After lull, employers renew interest in helping workers repay student debt

 


In a tight labor market, where competition for workers is fierce, companies are making a play to attract and retain employees by offering to pay their student loans.

Take Inova Health Systems, which announced this spring that it would contribute $150 a month to pay down the education debt of employees who have been on the job less than three years, and $250 a month to those who have been there longer.

“We know that our team members have a lot of choices of where to work, where they want their career to go,” said Wendy Jolly, Inova’s vice president for human resources. “We want them to feel like they have a competitive set of pay and benefit programs to match the excellence we expect."

Employers are heeding the call of younger workers for help with their education debt, and taking advantage of a new tax break born out of the pandemic. Still, there are more firms considering the perk than actually implementing it, a reluctance experts say is rooted in uncertainty about federal policies on debt cancellation and repayment.

Wish your employer would help with your student loans? A proposed tax break might do the trick.

Before the pandemic, student loan repayment benefits were becoming one of the most popular perks taking hold in corporate America. The percentage of employers offering student loan repayment assistance doubled to 8 percent between 2016 and 2019, according to the Society for Human Resource Management.

A 2021 survey by the Employee Benefit Research Institute found priorities shifted in the wake of covid-19 as employers sought to offer immediate financial help to workers in the form of short-term loans or emergency assistance. Craig Copeland, a senior research associate at the Institute, said the two-year pause on federal student loan payments also placed employer-sponsored programs on the back burner.

Companies are revisiting the benefit as the economy rebounds, demand for workers intensifies and job seekers grow more selective.

Nearly half of the 250 large employers — those with more than 500 employees — surveyed by the Institute in 2021 offer or plan to offer student loan assistance as a benefit, compared with 32 percent in 2018. Meanwhile, a third of the 238 employers surveyed by advisory firm Willis Towers Watson in 2021 said they would offer direct student loan repayment.

In March, Inova rolled out its student loan assistance program to more than 20,000 employees at five hospitals and a network of health care facilities in Northern Virginia. So far, 1,600 workers have signed up, or about one in 10 employees, Jolly said.

The benefit is available to all employees and has a maximum benefit of $10,000.

Inova partners with Edcor Data Services LLC, an education benefits company, to administer the program. Employees provide their loan information to Edcor, which transmits payments from Inova to the student loan servicer.

A little-noticed provision of the 2020 Coronavirus Aid, Relief and Economic Security Act, or Cares Act, has also made it cheaper for companies to help employees repay their student loans. Companies can provide employees up to $5,250 a year toward their debt without the contributions being taxed. Employees are also spared from being taxed on the money.

Before the tax break, if a company had contributed $5,250 in student loan payments, it would have cost the employer and employee an estimated $400 in payroll taxes, according to accounting firm Insogna CPA. An employee subject to a 22.6 percent federal income tax rate also would have to pay approximately $1,190 in federal income taxes.

Firms that provide back-end support for student loan assistance programs are reporting an uptick in companies setting aside more money for the benefit in the wake of the tax break.

Sofi at Work, which helps companies with benefits, has seen an increase of more than 30 percent in contributions toward loan repayment programs from the first quarter of 2020 to the first quarter of 2021. The number of payments made by employers has more than doubled during that same period, said Barrett Scruggs, vice president of workforce financial well-being and business lead at Sofi at Work.

After the tax change, Fidelity Investments upped the maximum benefit it offers employees to help pay off education debt to $15,000 from $10,000. Google started a program in January that matches up to $2,500 in student loan payments a year for its employees.

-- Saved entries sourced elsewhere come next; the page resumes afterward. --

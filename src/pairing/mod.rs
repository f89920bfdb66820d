//! Cross-device pairing: token derivation, the live channel registry,
//! the channel wire format and the per-attempt login state machine.
//!
//! A desktop page opens a duplex channel and announces a pairing token.
//! The mobile side derives the same token from shared inputs and finishes
//! registration or login over HTTP; the service then pushes the result to
//! whichever channel is bound to that token.

pub mod attempt;
pub mod message;
pub mod registry;
pub mod token;

pub use attempt::{LoginAttempt, LoginEvent, LoginStage};
pub use message::ServerMessage;
pub use registry::{ConnectionId, ConnectionRegistry, Delivery, MessageOutcome};
pub use token::{login_token, registration_token, PairingToken, ServerSecret};
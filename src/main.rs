use anyhow::Result;
use clap::{Parser, Subcommand};
use qr2fa::Config;
use std::path::PathBuf;

/// qr2fa — QR cross-device pairing server
#[derive(Parser, Debug)]
#[command(name = "qr2fa", version, about = "QR cross-device pairing server")]
struct Cli {
    /// Log level (trace, debug, info, warn, error). RUST_LOG takes precedence.
    #[arg(long, global = true, default_value = "info")]
    log_level: String,

    #[command(subcommand)]
    command: Command,
}

#[derive(Subcommand, Debug)]
enum Command {
    /// Run the HTTP + WebSocket gateway
    Serve {
        /// Bind address (overrides config and QR2FA_HOST)
        #[arg(long)]
        host: Option<String>,

        /// Listen port (overrides config and PORT)
        #[arg(short, long)]
        port: Option<u16>,

        /// Config file path
        #[arg(long)]
        config: Option<PathBuf>,
    },
}

#[tokio::main]
async fn main() -> Result<()> {
    let cli = Cli::parse();

    use tracing_subscriber::EnvFilter;
    let env_filter =
        EnvFilter::try_from_default_env().unwrap_or_else(|_| EnvFilter::new(&cli.log_level));
    tracing_subscriber::fmt()
        .with_env_filter(env_filter)
        .with_target(false)
        .init();

    match cli.command {
        Command::Serve { host, port, config } => {
            let mut config = Config::load(config.as_deref())?;
            config.apply_env_overrides()?;
            if let Some(host) = host {
                config.gateway.host = host;
            }
            if let Some(port) = port {
                config.gateway.port = port;
            }

            tracing::info!(
                version = env!("CARGO_PKG_VERSION"),
                host = %config.gateway.host,
                port = config.gateway.port,
                "starting qr2fa"
            );
            qr2fa::gateway::run_gateway(config).await
        }
    }
}
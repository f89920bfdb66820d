//! Cryptographic helpers and device fingerprint comparison.

pub mod digest;
pub mod fingerprint;

pub use digest::{constant_time_eq, digest_parts, digest_str};
pub use fingerprint::{Fingerprint, FingerprintMatcher, MatchOutcome, StrictMatcher};
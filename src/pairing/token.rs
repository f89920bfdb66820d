//! Pairing token derivations.
//!
//! Both sides of a QR flow compute the same token independently and the
//! registry matches them by string equality; tokens are never stored.
//!
//! - Registration: `sha256(username ":" email REGISTRATION_DOMAIN)`. Pure
//!   function of public inputs, so the desktop can bind before the account
//!   exists.
//! - Login: `sha256(secret "/" username "/" user_id)`. The per-process
//!   [`ServerSecret`] keeps the token unpredictable even though username and
//!   user id are knowable.

use crate::security::digest::{digest_parts, random_hex};
use serde::{Deserialize, Serialize};

/// Domain separator appended to registration token input.
pub const REGISTRATION_DOMAIN: &str = "#qr2fa/register";

/// Secret byte length before hex encoding.
const SECRET_BYTES: usize = 32;

/// A derived pairing digest. Compared only by equality.
#[derive(Debug, Clone, PartialEq, Eq, Hash, Serialize, Deserialize)]
#[serde(transparent)]
pub struct PairingToken(String);

impl PairingToken {
    /// Wrap a token received from a client. No format check: a token that
    /// was never derived simply never matches.
    pub fn from_client(raw: impl Into<String>) -> Self {
        Self(raw.into())
    }

    pub fn as_str(&self) -> &str {
        &self.0
    }

    /// First characters only, for logs.
    pub fn short(&self) -> &str {
        self.0.get(..8).unwrap_or(&self.0)
    }
}

impl std::fmt::Display for PairingToken {
    fn fmt(&self, f: &mut std::fmt::Formatter<'_>) -> std::fmt::Result {
        f.write_str(&self.0)
    }
}

/// Random value generated once per process and never persisted or sent.
pub struct ServerSecret(String);

impl ServerSecret {
    pub fn generate() -> Self {
        Self(random_hex(SECRET_BYTES))
    }

    #[cfg(test)]
    pub(crate) fn fixed(value: &str) -> Self {
        Self(value.to_string())
    }
}

impl std::fmt::Debug for ServerSecret {
    fn fmt(&self, f: &mut std::fmt::Formatter<'_>) -> std::fmt::Result {
        f.write_str("ServerSecret(<redacted>)")
    }
}

/// Token the registering party and the desktop page both derive from the
/// pending account's username and email.
pub fn registration_token(username: &str, email: &str) -> PairingToken {
    PairingToken(digest_parts(&[
        username.as_bytes(),
        b":",
        email.as_bytes(),
        REGISTRATION_DOMAIN.as_bytes(),
    ]))
}

/// Token handed out after a successful credential check.
pub fn login_token(secret: &ServerSecret, username: &str, user_id: &str) -> PairingToken {
    PairingToken(digest_parts(&[
        secret.0.as_bytes(),
        b"/",
        username.as_bytes(),
        b"/",
        user_id.as_bytes(),
    ]))
}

The tax break is comparable to the existing tax benefits for tuition reimbursement, but it is only good through 2025. And that sunset is giving some companies pause about creating a student loan assistance program, Copeland said. Congress can extend the tax break or make it permanent before it expires, but it is unclear whether that will happen.

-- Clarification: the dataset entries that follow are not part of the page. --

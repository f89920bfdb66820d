//! SQLite-backed user store.
//!
//! Table `users`: id, username, email, password_hash, salt, fingerprint
//! (JSON), session_token_hash, session_issued_at, created_at. Usernames and
//! emails are unique case-insensitively; `session_token_hash` is indexed for
//! the "who is this session" lookup.
//!
//! Session tokens are stored as a SHA-256 digest, never in plaintext.

use crate::error::{PairingError, Result};
use crate::security::fingerprint::Fingerprint;
use parking_lot::Mutex;
use serde::{Deserialize, Serialize};
use std::path::Path;

/// A registered user, as persisted.
#[derive(Debug, Clone, PartialEq, Serialize, Deserialize)]
pub struct User {
    pub id: String,
    pub username: String,
    pub email: String,
    pub password_hash: String,
    pub salt: String,
    #[serde(default, skip_serializing_if = "Option::is_none")]
    pub fingerprint: Option<Fingerprint>,
    pub session_token_hash: Option<String>,
    pub session_issued_at: Option<i64>,
    pub created_at: i64,
}

/// What the "fetch session user" call returns: no fingerprint, no credential.
#[derive(Debug, Clone, PartialEq, Eq, Serialize)]
pub struct PublicUser {
    pub id: String,
    pub username: String,
    pub email: String,
    pub created_at: i64,
    pub session_issued_at: Option<i64>,
}

impl From<&User> for PublicUser {
    fn from(user: &User) -> Self {
        Self {
            id: user.id.clone(),
            username: user.username.clone(),
            email: user.email.clone(),
            created_at: user.created_at,
            session_issued_at: user.session_issued_at,
        }
    }
}

/// Equality-query document store for users.
pub trait UserStore: Send + Sync {
    fn username_taken(&self, username: &str) -> Result<bool>;

    fn email_taken(&self, email: &str) -> Result<bool>;

    /// Insert a new user. A duplicate username or email is a `Conflict`.
    fn insert(&self, user: &User) -> Result<()>;

    fn find_by_username(&self, username: &str) -> Result<Option<User>>;

    fn find_by_session(&self, session_token_hash: &str) -> Result<Option<User>>;

    /// Overwrite the user's session (single active session per user).
    fn set_session(&self, user_id: &str, session_token_hash: &str, issued_at: i64) -> Result<()>;

    /// Administrative device reset. Returns whether a fingerprint was removed.
    fn clear_fingerprint(&self, user_id: &str) -> Result<bool>;

    fn user_count(&self) -> Result<u64>;
}

const USER_COLUMNS: &str = "id, username, email, password_hash, salt, fingerprint, \
                            session_token_hash, session_issued_at, created_at";

pub struct SqliteUserStore {
    conn: Mutex<rusqlite::Connection>,
}

impl SqliteUserStore {
    /// Open (or create) the user database at the given path.
    pub fn open(db_path: &Path) -> Result<Self> {
        if let Some(parent) = db_path.parent() {
            if !parent.as_os_str().is_empty() {
                std::fs::create_dir_all(parent).map_err(anyhow::Error::from)?;
            }
        }
        let conn = rusqlite::Connection::open(db_path)?;
        conn.execute_batch(
            "PRAGMA journal_mode = WAL;
             PRAGMA synchronous = NORMAL;
             PRAGMA busy_timeout = 5000;",
        )?;
        Self::init(conn)
    }

    /// In-memory store for tests and throwaway runs.
    pub fn in_memory() -> Result<Self> {
        Self::init(rusqlite::Connection::open_in_memory()?)
    }

    fn init(conn: rusqlite::Connection) -> Result<Self> {
        conn.execute_batch(
            "CREATE TABLE IF NOT EXISTS users (
                id TEXT PRIMARY KEY,
                username TEXT NOT NULL UNIQUE COLLATE NOCASE,
                email TEXT NOT NULL UNIQUE COLLATE NOCASE,
                password_hash TEXT NOT NULL,
                salt TEXT NOT NULL,
                fingerprint TEXT,
                session_token_hash TEXT,
                session_issued_at INTEGER,
                created_at INTEGER NOT NULL
            );
            CREATE INDEX IF NOT EXISTS idx_users_session ON users(session_token_hash);",
        )?;
        Ok(Self {
            conn: Mutex::new(conn),
        })
    }

    fn find_one(&self, clause: &str, value: &str) -> Result<Option<User>> {
        let conn = self.conn.lock();
        let row = conn.query_row(
            &format!("SELECT {USER_COLUMNS} FROM users WHERE {clause}"),
            rusqlite::params![value],
            row_to_parts,
        );
        match row {
            Ok(parts) => Ok(Some(parts.into_user()?)),
            Err(rusqlite::Error::QueryReturnedNoRows) => Ok(None),
            Err(e) => Err(e.into()),
        }
    }

    fn exists(&self, clause: &str, value: &str) -> Result<bool> {
        let conn = self.conn.lock();
        let count: i64 = conn.query_row(
            &format!("SELECT COUNT(*) FROM users WHERE {clause}"),
            rusqlite::params![value],
            |row| row.get(0),
        )?;
        Ok(count > 0)
    }
}

/// Raw row; the fingerprint JSON is decoded outside the rusqlite closure.
struct UserRow {
    id: String,
    username: String,
    email: String,
    password_hash: String,
    salt: String,
    fingerprint: Option<String>,
    session_token_hash: Option<String>,
    session_issued_at: Option<i64>,
    created_at: i64,
}

fn row_to_parts(row: &rusqlite::Row<'_>) -> rusqlite::Result<UserRow> {
    Ok(UserRow {
        id: row.get(0)?,
        username: row.get(1)?,
        email: row.get(2)?,
        password_hash: row.get(3)?,
        salt: row.get(4)?,
        fingerprint: row.get(5)?,
        session_token_hash: row.get(6)?,
        session_issued_at: row.get(7)?,
        created_at: row.get(8)?,
    })
}

impl UserRow {
    fn into_user(self) -> Result<User> {
        let fingerprint = self
            .fingerprint
            .as_deref()
            .map(|raw| serde_json::from_str::<Fingerprint>(raw))
            .transpose()?;
        Ok(User {
            id: self.id,
            username: self.username,
            email: self.email,
            password_hash: self.password_hash,
            salt: self.salt,
            fingerprint,
            session_token_hash: self.session_token_hash,
            session_issued_at: self.session_issued_at,
            created_at: self.created_at,
        })
    }
}

impl UserStore for SqliteUserStore {
    fn username_taken(&self, username: &str) -> Result<bool> {
        self.exists("username = ?1", username)
    }

    fn email_taken(&self, email: &str) -> Result<bool> {
        self.exists("email = ?1", email)
    }

    fn insert(&self, user: &User) -> Result<()> {
        let fingerprint = user
            .fingerprint
            .as_ref()
            .map(serde_json::to_string)
            .transpose()?;

        let conn = self.conn.lock();
        let result = conn.execute(
            &format!("INSERT INTO users ({USER_COLUMNS}) VALUES (?1, ?2, ?3, ?4, ?5, ?6, ?7, ?8, ?9)"),
            rusqlite::params![
                user.id,
                user.username,
                user.email,
                user.password_hash,
                user.salt,
                fingerprint,
                user.session_token_hash,
                user.session_issued_at,
                user.created_at,
            ],
        );

        match result {
            Ok(_) => Ok(()),
            Err(rusqlite::Error::SqliteFailure(err, msg))
                if err.code == rusqlite::ErrorCode::ConstraintViolation =>
            {
                let field = if msg.as_deref().is_some_and(|m| m.contains("users.email")) {
                    "Email"
                } else {
                    "Username"
                };
                Err(PairingError::Conflict(field))
            }
            Err(e) => Err(e.into()),
        }
    }

    fn find_by_username(&self, username: &str) -> Result<Option<User>> {
        self.find_one("username = ?1", username)
    }

    fn find_by_session(&self, session_token_hash: &str) -> Result<Option<User>> {
        self.find_one("session_token_hash = ?1", session_token_hash)
    }

    fn set_session(&self, user_id: &str, session_token_hash: &str, issued_at: i64) -> Result<()> {
        let conn = self.conn.lock();
        let updated = conn.execute(
            "UPDATE users SET session_token_hash = ?1, session_issued_at = ?2 WHERE id = ?3",
            rusqlite::params![session_token_hash, issued_at, user_id],
        )?;
        if updated == 0 {
            return Err(PairingError::NotFound("User"));
        }
        Ok(())
    }

    fn clear_fingerprint(&self, user_id: &str) -> Result<bool> {
        let conn = self.conn.lock();
        let updated = conn.execute(
            "UPDATE users SET fingerprint = NULL WHERE id = ?1 AND fingerprint IS NOT NULL",
            rusqlite::params![user_id],
        )?;
        if updated > 0 {
            tracing::info!(user_id, "Enrolled fingerprint cleared");
        }
        Ok(updated > 0)
    }

    fn user_count(&self) -> Result<u64> {
        let conn = self.conn.lock();
        let count: i64 = conn.query_row("SELECT COUNT(*) FROM users", [], |row| row.get(0))?;
        Ok(count as u64)
    }
}

// ── Tests ───────────────────────────────────────────────────────────

#[cfg(test)]
mod tests {
    use super::*;
    use tempfile::TempDir;

    fn user(id: &str, username: &str, email: &str) -> User {
        User {
            id: id.into(),
            username: username.into(),
            email: email.into(),
            password_hash: "hash".into(),
            salt: "salt".into(),
            fingerprint: Some(Fingerprint {
                platform: Some("iPhone".into()),
                ..Fingerprint::default()
            }),
            session_token_hash: None,
            session_issued_at: None,
            created_at: 1_700_000_000,
        }
    }

    fn test_store() -> SqliteUserStore {
        SqliteUserStore::in_memory().unwrap()
    }

    #[test]
    fn insert_and_find_by_username() {
        let store = test_store();
        let alice = user("u-1", "alice", "alice@x.com");
        store.insert(&alice).unwrap();

        let found = store.find_by_username("alice").unwrap().unwrap();
        assert_eq!(found, alice);
        assert!(store.find_by_username("bob").unwrap().is_none());
    }

    #[test]
    fn username_and_email_are_case_insensitive_unique() {
        let store = test_store();
        store.insert(&user("u-1", "alice", "alice@x.com")).unwrap();

        assert!(store.username_taken("ALICE").unwrap());
        assert!(store.email_taken("Alice@X.com").unwrap());

        let dup_name = store.insert(&user("u-2", "Alice", "other@x.com"));
        assert!(matches!(dup_name, Err(PairingError::Conflict("Username"))));

        let dup_mail = store.insert(&user("u-3", "bobby", "ALICE@x.com"));
        assert!(matches!(dup_mail, Err(PairingError::Conflict("Email"))));
    }

    #[test]
    fn session_lookup_uses_secondary_index() {
        let store = test_store();
        store.insert(&user("u-1", "alice", "alice@x.com")).unwrap();

        assert!(store.find_by_session("h1").unwrap().is_none());
        store.set_session("u-1", "h1", 42).unwrap();

        let found = store.find_by_session("h1").unwrap().unwrap();
        assert_eq!(found.id, "u-1");
        assert_eq!(found.session_issued_at, Some(42));

        // A new session replaces the old one.
        store.set_session("u-1", "h2", 43).unwrap();
        assert!(store.find_by_session("h1").unwrap().is_none());
        assert!(store.find_by_session("h2").unwrap().is_some());
    }

    #[test]
    fn set_session_for_unknown_user_fails() {
        let store = test_store();
        let err = store.set_session("ghost", "h", 1).unwrap_err();
        assert!(matches!(err, PairingError::NotFound("User")));
    }

    #[test]
    fn clear_fingerprint_resets_enrollment() {
        let store = test_store();
        store.insert(&user("u-1", "alice", "alice@x.com")).unwrap();

        assert!(store.clear_fingerprint("u-1").unwrap());
        assert!(!store.clear_fingerprint("u-1").unwrap());
        let found = store.find_by_username("alice").unwrap().unwrap();
        assert!(found.fingerprint.is_none());
    }

    #[test]
    fn user_without_fingerprint_round_trips() {
        let store = test_store();
        let mut bare = user("u-1", "alice", "alice@x.com");
        bare.fingerprint = None;
        store.insert(&bare).unwrap();
        assert_eq!(store.find_by_username("alice").unwrap().unwrap(), bare);
    }

    #[test]
    fn user_count_tracks_registrations() {
        let store = test_store();
        assert_eq!(store.user_count().unwrap(), 0);
        store.insert(&user("u-1", "alice", "alice@x.com")).unwrap();
        store.insert(&user("u-2", "bobby", "bob@x.com")).unwrap();
        assert_eq!(store.user_count().unwrap(), 2);
    }

    #[test]
    fn file_backed_store_persists_across_reopen() {
        let tmp = TempDir::new().unwrap();
        let path = tmp.path().join("nested").join("users.db");
        {
            let store = SqliteUserStore::open(&path).unwrap();
            store.insert(&user("u-1", "alice", "alice@x.com")).unwrap();
        }
        let reopened = SqliteUserStore::open(&path).unwrap();
        assert!(reopened.username_taken("alice").unwrap());
    }

    #[test]
    fn public_view_drops_fingerprint_and_credentials() {
        let alice = user("u-1", "alice", "alice@x.com");
        let json = serde_json::to_value(PublicUser::from(&alice)).unwrap();
        assert!(json.get("fingerprint").is_none());
        assert!(json.get("password_hash").is_none());
        assert!(json.get("salt").is_none());
        assert_eq!(json["username"], "alice");
    }
}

Copeland said firms are also on the sidelines waiting to see whether the Senate will approve legislation allowing employers to match their loan repayments with retirement account contributions. The House passed the bill in March.

“There still isn’t a lot of certainty around the benefit,” Copeland said. “Clarity on the tax issues, a decision on debt cancellation from the Biden administration and on the restart of repayment … will turn those maybes [from companies] into yes we are offering this benefit.”